*** ENTRIES SHOWN ***

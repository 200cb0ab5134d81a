//! API middleware.

use axum::{body::Body, extract::State, http::Request, middleware::Next, response::Response};
use profrate_common::config::InstanceConfig;
use profrate_core::{
    AdminService, FavoriteService, ProfessorService, ReviewService, UserService, VoteService,
};

/// Application state.
#[derive(Clone)]
pub struct AppState {
    pub user_service: UserService,
    pub professor_service: ProfessorService,
    pub review_service: ReviewService,
    pub vote_service: VoteService,
    pub favorite_service: FavoriteService,
    pub admin_service: AdminService,
    pub instance: InstanceConfig,
}

/// Authentication middleware.
///
/// Resolves `Authorization: Bearer <token>` to a user and stores it in the
/// request extensions for the [`crate::extractors::AuthUser`] extractor.
pub async fn auth_middleware(
    State(state): State<AppState>,
    mut req: Request<Body>,
    next: Next,
) -> Response {
    if let Some(auth_header) = req.headers().get("Authorization")
        && let Ok(auth_str) = auth_header.to_str()
        && let Some(token) = auth_str.strip_prefix("Bearer ")
    {
        // Authenticate user by token
        if let Ok(user) = state.user_service.authenticate_by_token(token).await {
            req.extensions_mut().insert(user);
        }
    }

    next.run(req).await
}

*** End of ENTRIES SHOWN ***

PROBLEM TO WORK ON » The full listing above should be transcribed exactly.

RESULT »
repository 200cb0ab5134d81a
//! API middleware.

use axum::{body::Body, extract::State, http::Request, middleware::Next, response::Response};
use profrate_common::config::InstanceConfig;
use profrate_core::{
    AdminService, FavoriteService, ProfessorService, ReviewService, UserService, VoteService,
};

/// Application state.
#[derive(Clone)]
pub struct AppState {
    pub user_service: UserService,
    pub professor_service: ProfessorService,
    pub review_service: ReviewService,
    pub vote_service: VoteService,
    pub favorite_service: FavoriteService,
    pub admin_service: AdminService,
    pub instance: InstanceConfig,
}

/// Authentication middleware.
///
/// Resolves `Authorization: Bearer <token>` to a user and stores it in the
/// request extensions for the [`crate::extractors::AuthUser`] extractor.
pub async fn auth_middleware(
    State(state): State<AppState>,
    mut req: Request<Body>,
    next: Next,
) -> Response {
    if let Some(auth_header) = req.headers().get("Authorization")
        && let Ok(auth_str) = auth_header.to_str()
        && let Some(token) = auth_str.strip_prefix("Bearer ")
    {
        // Authenticate user by token
        if let Ok(user) = state.user_service.authenticate_by_token(token).await {
            req.extensions_mut().insert(user);
        }
    }

    next.run(req).await
}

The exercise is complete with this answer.